» SUPPLIED RECORDS

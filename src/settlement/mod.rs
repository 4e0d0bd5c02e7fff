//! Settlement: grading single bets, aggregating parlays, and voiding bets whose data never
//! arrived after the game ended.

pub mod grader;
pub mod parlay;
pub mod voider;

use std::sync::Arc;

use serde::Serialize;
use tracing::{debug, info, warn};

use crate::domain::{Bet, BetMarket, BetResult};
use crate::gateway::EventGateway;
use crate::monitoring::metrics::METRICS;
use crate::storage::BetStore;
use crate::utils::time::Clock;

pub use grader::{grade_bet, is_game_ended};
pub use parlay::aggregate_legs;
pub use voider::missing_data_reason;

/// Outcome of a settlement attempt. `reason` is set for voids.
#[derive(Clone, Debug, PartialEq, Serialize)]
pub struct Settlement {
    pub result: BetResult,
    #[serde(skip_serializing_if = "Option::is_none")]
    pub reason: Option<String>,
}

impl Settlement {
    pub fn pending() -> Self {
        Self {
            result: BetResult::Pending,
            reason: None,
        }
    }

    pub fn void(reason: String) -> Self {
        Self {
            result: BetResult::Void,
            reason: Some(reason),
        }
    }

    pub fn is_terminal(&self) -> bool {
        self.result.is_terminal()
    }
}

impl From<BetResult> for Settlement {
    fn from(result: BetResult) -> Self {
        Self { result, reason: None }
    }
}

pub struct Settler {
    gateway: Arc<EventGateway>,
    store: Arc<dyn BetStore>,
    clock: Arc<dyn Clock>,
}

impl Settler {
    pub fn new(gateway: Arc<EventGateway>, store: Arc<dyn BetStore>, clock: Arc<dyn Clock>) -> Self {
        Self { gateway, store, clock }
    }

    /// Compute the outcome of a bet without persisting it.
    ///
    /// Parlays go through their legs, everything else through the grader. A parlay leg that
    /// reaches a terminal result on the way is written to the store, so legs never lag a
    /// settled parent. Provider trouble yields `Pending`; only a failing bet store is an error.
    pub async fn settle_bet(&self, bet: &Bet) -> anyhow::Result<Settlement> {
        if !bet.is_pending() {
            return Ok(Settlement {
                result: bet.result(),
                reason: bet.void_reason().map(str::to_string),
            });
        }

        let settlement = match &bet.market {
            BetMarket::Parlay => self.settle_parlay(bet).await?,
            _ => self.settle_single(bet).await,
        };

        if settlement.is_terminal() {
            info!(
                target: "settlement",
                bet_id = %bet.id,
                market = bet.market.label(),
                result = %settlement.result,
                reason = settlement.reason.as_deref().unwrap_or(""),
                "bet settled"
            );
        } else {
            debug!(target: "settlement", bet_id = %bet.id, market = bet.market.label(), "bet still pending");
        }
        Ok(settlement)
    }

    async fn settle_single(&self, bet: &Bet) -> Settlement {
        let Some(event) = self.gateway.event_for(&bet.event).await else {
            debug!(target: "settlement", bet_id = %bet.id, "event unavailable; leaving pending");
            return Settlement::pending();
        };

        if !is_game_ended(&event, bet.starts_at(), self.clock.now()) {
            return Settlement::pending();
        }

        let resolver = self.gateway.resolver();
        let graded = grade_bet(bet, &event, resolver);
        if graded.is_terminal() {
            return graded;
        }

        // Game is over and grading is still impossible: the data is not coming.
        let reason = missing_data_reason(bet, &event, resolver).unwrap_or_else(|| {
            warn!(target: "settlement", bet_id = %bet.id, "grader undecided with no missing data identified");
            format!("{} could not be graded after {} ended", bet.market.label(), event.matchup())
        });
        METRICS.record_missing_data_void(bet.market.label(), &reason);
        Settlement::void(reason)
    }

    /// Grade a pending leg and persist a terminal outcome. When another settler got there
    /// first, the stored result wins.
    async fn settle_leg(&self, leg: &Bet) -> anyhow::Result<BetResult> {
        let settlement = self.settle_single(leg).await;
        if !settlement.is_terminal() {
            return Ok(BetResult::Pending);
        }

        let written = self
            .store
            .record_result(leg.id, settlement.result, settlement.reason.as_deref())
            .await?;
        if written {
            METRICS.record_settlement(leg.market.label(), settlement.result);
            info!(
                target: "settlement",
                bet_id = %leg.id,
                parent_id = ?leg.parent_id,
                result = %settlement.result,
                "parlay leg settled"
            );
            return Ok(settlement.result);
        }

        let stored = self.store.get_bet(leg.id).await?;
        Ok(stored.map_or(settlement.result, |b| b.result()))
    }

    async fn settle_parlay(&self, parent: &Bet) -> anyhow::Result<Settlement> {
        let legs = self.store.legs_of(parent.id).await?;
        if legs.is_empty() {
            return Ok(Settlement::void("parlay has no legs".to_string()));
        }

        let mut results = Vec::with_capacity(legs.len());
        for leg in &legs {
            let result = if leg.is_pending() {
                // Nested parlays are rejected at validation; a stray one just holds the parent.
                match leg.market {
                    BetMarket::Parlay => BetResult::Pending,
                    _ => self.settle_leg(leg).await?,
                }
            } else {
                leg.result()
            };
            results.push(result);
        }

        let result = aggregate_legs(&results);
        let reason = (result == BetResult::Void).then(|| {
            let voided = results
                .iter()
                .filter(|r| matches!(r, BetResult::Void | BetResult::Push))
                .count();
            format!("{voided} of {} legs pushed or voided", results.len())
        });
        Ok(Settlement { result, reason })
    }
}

» EXERCISE DETAILS
Restate the material word for word.

» SOLUTION
filename src/settlement/mod.rs
repository 4e0d0bd5c02e7fff
//! Settlement: grading single bets, aggregating parlays, and voiding bets whose data never
//! arrived after the game ended.

pub mod grader;
pub mod parlay;
pub mod voider;

use std::sync::Arc;

use serde::Serialize;
use tracing::{debug, info, warn};

use crate::domain::{Bet, BetMarket, BetResult};
use crate::gateway::EventGateway;
use crate::monitoring::metrics::METRICS;
use crate::storage::BetStore;
use crate::utils::time::Clock;

pub use grader::{grade_bet, is_game_ended};
pub use parlay::aggregate_legs;
pub use voider::missing_data_reason;

/// Outcome of a settlement attempt. `reason` is set for voids.
#[derive(Clone, Debug, PartialEq, Serialize)]
pub struct Settlement {
    pub result: BetResult,
    #[serde(skip_serializing_if = "Option::is_none")]
    pub reason: Option<String>,
}

impl Settlement {
    pub fn pending() -> Self {
        Self {
            result: BetResult::Pending,
            reason: None,
        }
    }

    pub fn void(reason: String) -> Self {
        Self {
            result: BetResult::Void,
            reason: Some(reason),
        }
    }

    pub fn is_terminal(&self) -> bool {
        self.result.is_terminal()
    }
}

impl From<BetResult> for Settlement {
    fn from(result: BetResult) -> Self {
        Self { result, reason: None }
    }
}

pub struct Settler {
    gateway: Arc<EventGateway>,
    store: Arc<dyn BetStore>,
    clock: Arc<dyn Clock>,
}

impl Settler {
    pub fn new(gateway: Arc<EventGateway>, store: Arc<dyn BetStore>, clock: Arc<dyn Clock>) -> Self {
        Self { gateway, store, clock }
    }

    /// Compute the outcome of a bet without persisting it.
    ///
    /// Parlays go through their legs, everything else through the grader. A parlay leg that
    /// reaches a terminal result on the way is written to the store, so legs never lag a
    /// settled parent. Provider trouble yields `Pending`; only a failing bet store is an error.
    pub async fn settle_bet(&self, bet: &Bet) -> anyhow::Result<Settlement> {
        if !bet.is_pending() {
            return Ok(Settlement {
                result: bet.result(),
                reason: bet.void_reason().map(str::to_string),
            });
        }

        let settlement = match &bet.market {
            BetMarket::Parlay => self.settle_parlay(bet).await?,
            _ => self.settle_single(bet).await,
        };

        if settlement.is_terminal() {
            info!(
                target: "settlement",
                bet_id = %bet.id,
                market = bet.market.label(),
                result = %settlement.result,
                reason = settlement.reason.as_deref().unwrap_or(""),
                "bet settled"
            );
        } else {
            debug!(target: "settlement", bet_id = %bet.id, market = bet.market.label(), "bet still pending");
        }
        Ok(settlement)
    }

    async fn settle_single(&self, bet: &Bet) -> Settlement {
        let Some(event) = self.gateway.event_for(&bet.event).await else {
            debug!(target: "settlement", bet_id = %bet.id, "event unavailable; leaving pending");
            return Settlement::pending();
        };

        if !is_game_ended(&event, bet.starts_at(), self.clock.now()) {
            return Settlement::pending();
        }

        let resolver = self.gateway.resolver();
        let graded = grade_bet(bet, &event, resolver);
        if graded.is_terminal() {
            return graded;
        }

        // Game is over and grading is still impossible: the data is not coming.
        let reason = missing_data_reason(bet, &event, resolver).unwrap_or_else(|| {
            warn!(target: "settlement", bet_id = %bet.id, "grader undecided with no missing data identified");
            format!("{} could not be graded after {} ended", bet.market.label(), event.matchup())
        });
        METRICS.record_missing_data_void(bet.market.label(), &reason);
        Settlement::void(reason)
    }

    /// Grade a pending leg and persist a terminal outcome. When another settler got there
    /// first, the stored result wins.
    async fn settle_leg(&self, leg: &Bet) -> anyhow::Result<BetResult> {
        let settlement = self.settle_single(leg).await;
        if !settlement.is_terminal() {
            return Ok(BetResult::Pending);
        }

        let written = self
            .store
            .record_result(leg.id, settlement.result, settlement.reason.as_deref())
            .await?;
        if written {
            METRICS.record_settlement(leg.market.label(), settlement.result);
            info!(
                target: "settlement",
                bet_id = %leg.id,
                parent_id = ?leg.parent_id,
                result = %settlement.result,
                "parlay leg settled"
            );
            return Ok(settlement.result);
        }

        let stored = self.store.get_bet(leg.id).await?;
        Ok(stored.map_or(settlement.result, |b| b.result()))
    }

    async fn settle_parlay(&self, parent: &Bet) -> anyhow::Result<Settlement> {
        let legs = self.store.legs_of(parent.id).await?;
        if legs.is_empty() {
            return Ok(Settlement::void("parlay has no legs".to_string()));
        }

        let mut results = Vec::with_capacity(legs.len());
        for leg in &legs {
            let result = if leg.is_pending() {
                // Nested parlays are rejected at validation; a stray one just holds the parent.
                match leg.market {
                    BetMarket::Parlay => BetResult::Pending,
                    _ => self.settle_leg(leg).await?,
                }
            } else {
                leg.result()
            };
            results.push(result);
        }

        let result = aggregate_legs(&results);
        let reason = (result == BetResult::Void).then(|| {
            let voided = results
                .iter()
                .filter(|r| matches!(r, BetResult::Void | BetResult::Push))
                .count();
            format!("{voided} of {} legs pushed or voided", results.len())
        });
        Ok(Settlement { result, reason })
    }
}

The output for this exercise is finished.